Problem details: Where a line of the entries holds the string "contains", copy that line.

Start of Source material

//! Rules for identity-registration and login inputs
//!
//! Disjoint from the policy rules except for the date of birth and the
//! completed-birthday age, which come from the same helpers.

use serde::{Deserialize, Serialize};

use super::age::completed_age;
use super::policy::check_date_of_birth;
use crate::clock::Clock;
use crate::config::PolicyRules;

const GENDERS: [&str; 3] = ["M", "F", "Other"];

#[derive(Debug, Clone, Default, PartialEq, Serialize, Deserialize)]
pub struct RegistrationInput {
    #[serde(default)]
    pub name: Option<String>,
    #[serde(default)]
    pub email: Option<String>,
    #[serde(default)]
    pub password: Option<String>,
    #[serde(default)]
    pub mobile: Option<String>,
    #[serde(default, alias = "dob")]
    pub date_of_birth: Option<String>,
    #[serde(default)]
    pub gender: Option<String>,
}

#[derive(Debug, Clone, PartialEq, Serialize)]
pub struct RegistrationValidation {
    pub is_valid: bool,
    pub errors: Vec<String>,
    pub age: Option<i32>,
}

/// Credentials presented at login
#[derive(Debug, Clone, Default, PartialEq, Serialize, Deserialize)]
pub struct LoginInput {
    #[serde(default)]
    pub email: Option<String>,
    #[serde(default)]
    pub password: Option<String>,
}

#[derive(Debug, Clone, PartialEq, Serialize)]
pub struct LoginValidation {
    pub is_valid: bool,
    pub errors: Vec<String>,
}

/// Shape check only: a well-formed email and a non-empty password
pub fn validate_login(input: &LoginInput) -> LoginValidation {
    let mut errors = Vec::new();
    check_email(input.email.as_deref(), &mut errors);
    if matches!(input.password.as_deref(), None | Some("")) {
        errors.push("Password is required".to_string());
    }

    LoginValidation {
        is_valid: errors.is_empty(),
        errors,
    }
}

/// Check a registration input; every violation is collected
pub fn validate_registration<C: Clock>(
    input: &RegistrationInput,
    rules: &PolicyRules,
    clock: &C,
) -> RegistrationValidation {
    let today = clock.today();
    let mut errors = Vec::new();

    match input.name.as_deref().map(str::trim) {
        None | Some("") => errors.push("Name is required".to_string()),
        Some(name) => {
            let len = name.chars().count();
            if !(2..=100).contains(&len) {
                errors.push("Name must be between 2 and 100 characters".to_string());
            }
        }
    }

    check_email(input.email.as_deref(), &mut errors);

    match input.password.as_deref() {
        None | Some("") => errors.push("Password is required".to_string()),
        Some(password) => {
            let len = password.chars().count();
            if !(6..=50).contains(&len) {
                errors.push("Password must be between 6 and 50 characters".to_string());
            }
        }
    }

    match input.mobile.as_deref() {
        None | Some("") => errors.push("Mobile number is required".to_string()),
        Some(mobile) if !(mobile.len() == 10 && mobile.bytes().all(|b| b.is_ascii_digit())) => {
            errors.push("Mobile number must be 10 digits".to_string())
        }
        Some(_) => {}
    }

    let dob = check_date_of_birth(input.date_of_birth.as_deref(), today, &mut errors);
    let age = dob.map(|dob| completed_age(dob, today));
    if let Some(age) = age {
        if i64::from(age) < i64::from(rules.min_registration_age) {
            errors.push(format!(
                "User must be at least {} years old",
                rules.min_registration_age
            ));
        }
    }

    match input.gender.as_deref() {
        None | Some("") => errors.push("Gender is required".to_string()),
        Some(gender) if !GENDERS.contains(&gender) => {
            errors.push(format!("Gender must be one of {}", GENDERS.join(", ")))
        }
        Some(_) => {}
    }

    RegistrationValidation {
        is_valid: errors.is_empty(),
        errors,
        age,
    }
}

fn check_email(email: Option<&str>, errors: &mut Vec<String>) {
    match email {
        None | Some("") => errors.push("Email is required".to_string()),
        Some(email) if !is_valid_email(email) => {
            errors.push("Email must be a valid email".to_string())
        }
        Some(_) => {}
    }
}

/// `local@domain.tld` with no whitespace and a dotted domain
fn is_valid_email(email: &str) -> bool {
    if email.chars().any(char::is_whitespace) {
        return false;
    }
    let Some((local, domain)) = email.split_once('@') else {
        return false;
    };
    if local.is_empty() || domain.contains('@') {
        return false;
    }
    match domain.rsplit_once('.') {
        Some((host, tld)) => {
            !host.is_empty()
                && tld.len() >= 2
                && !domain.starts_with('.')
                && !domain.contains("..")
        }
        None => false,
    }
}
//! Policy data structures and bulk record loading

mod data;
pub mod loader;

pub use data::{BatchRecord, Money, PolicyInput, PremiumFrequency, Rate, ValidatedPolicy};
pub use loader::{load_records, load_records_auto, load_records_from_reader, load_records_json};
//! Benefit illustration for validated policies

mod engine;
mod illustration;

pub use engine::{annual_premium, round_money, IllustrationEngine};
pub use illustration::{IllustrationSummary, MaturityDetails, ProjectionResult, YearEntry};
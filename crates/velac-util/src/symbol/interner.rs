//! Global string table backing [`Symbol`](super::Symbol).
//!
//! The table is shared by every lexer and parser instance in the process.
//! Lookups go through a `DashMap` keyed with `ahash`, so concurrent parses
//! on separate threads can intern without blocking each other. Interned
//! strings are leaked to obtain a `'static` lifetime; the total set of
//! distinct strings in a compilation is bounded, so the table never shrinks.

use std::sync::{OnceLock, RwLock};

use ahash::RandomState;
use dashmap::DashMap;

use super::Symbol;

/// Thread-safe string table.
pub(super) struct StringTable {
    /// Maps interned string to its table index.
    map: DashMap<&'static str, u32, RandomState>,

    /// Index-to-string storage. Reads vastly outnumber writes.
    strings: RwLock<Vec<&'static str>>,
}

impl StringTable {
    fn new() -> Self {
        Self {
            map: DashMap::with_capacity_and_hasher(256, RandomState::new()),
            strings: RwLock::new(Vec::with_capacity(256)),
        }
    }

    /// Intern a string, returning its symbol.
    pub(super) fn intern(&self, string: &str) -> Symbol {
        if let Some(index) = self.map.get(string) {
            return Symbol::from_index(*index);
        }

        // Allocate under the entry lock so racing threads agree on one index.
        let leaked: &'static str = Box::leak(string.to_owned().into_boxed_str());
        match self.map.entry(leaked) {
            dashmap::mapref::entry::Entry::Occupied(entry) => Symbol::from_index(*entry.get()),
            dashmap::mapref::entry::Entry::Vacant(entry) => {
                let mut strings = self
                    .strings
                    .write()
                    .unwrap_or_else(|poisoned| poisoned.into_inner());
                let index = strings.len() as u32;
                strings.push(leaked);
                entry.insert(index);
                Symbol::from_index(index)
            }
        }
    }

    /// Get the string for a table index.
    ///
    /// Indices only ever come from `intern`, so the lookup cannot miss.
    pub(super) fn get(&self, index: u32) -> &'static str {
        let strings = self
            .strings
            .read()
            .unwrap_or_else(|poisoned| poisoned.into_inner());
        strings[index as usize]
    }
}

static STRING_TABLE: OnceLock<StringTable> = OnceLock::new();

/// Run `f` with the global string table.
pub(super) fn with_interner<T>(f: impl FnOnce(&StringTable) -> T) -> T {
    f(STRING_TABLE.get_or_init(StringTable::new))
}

End of Source material

Answer for the task:
            if !(2..=100).contains(&len) {
            if !(6..=50).contains(&len) {
        Some(gender) if !GENDERS.contains(&gender) => {
    if local.is_empty() || domain.contains('@') {
                && !domain.contains("..")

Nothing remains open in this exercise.